[Activity] From top to bottom, reproduce the listing without a single change.

+ + + + + + +

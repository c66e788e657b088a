//! Logging initialization for the stevedore CLI.
//!
//! Configures `tracing-subscriber` based on the `[general]` section
//! of `StevedoreConfig`. Log events go to stderr so that stdout stays
//! reserved for command output and forwarded container logs.

use anyhow::Result;
use tracing_subscriber::EnvFilter;
use tracing_subscriber::layer::SubscriberExt;
use tracing_subscriber::util::SubscriberInitExt;

use stevedore_core::config::GeneralConfig;

/// Initialize the global tracing subscriber.
///
/// Must be called exactly once, before any tracing macros are used.
/// `RUST_LOG` takes precedence over `config.log_level`.
///
/// # Formats
///
/// * `"json"` - Machine-parseable JSON lines
/// * `"pretty"` - Human-readable output (default)
pub fn init_tracing(config: &GeneralConfig) -> Result<()> {
    let env_filter =
        EnvFilter::try_from_default_env().unwrap_or_else(|_| EnvFilter::new(&config.log_level));

    match config.log_format.as_str() {
        "json" => {
            tracing_subscriber::registry()
                .with(env_filter)
                .with(
                    tracing_subscriber::fmt::layer()
                        .json()
                        .with_writer(std::io::stderr),
                )
                .try_init()
                .map_err(|e| {
                    anyhow::anyhow!("failed to initialize JSON tracing subscriber: {}", e)
                })?;
        }
        "pretty" => {
            tracing_subscriber::registry()
                .with(env_filter)
                .with(
                    tracing_subscriber::fmt::layer()
                        .pretty()
                        .with_writer(std::io::stderr),
                )
                .try_init()
                .map_err(|e| {
                    anyhow::anyhow!("failed to initialize pretty tracing subscriber: {}", e)
                })?;
        }
        _ => {
            return Err(anyhow::anyhow!(
                "unknown log format '{}', expected 'json' or 'pretty'",
                config.log_format
            ));
        }
    }

    Ok(())
}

+ + + + + + +

[Task result]
repository c66e788e657b088a
//! Logging initialization for the stevedore CLI.
//!
//! Configures `tracing-subscriber` based on the `[general]` section
//! of `StevedoreConfig`. Log events go to stderr so that stdout stays
//! reserved for command output and forwarded container logs.

use anyhow::Result;
use tracing_subscriber::EnvFilter;
use tracing_subscriber::layer::SubscriberExt;
use tracing_subscriber::util::SubscriberInitExt;

use stevedore_core::config::GeneralConfig;

/// Initialize the global tracing subscriber.
///
/// Must be called exactly once, before any tracing macros are used.
/// `RUST_LOG` takes precedence over `config.log_level`.
///
/// # Formats
///
/// * `"json"` - Machine-parseable JSON lines
/// * `"pretty"` - Human-readable output (default)
pub fn init_tracing(config: &GeneralConfig) -> Result<()> {
    let env_filter =
        EnvFilter::try_from_default_env().unwrap_or_else(|_| EnvFilter::new(&config.log_level));

    match config.log_format.as_str() {
        "json" => {
            tracing_subscriber::registry()
                .with(env_filter)
                .with(
                    tracing_subscriber::fmt::layer()
                        .json()
                        .with_writer(std::io::stderr),
                )
                .try_init()
                .map_err(|e| {
                    anyhow::anyhow!("failed to initialize JSON tracing subscriber: {}", e)
                })?;
        }
        "pretty" => {
            tracing_subscriber::registry()
                .with(env_filter)
                .with(
                    tracing_subscriber::fmt::layer()
                        .pretty()
                        .with_writer(std::io::stderr),
                )
                .try_init()
                .map_err(|e| {
                    anyhow::anyhow!("failed to initialize pretty tracing subscriber: {}", e)
                })?;
        }
        _ => {
            return Err(anyhow::anyhow!(
                "unknown log format '{}', expected 'json' or 'pretty'",
                config.log_format
            ));
        }
    }

    Ok(())
}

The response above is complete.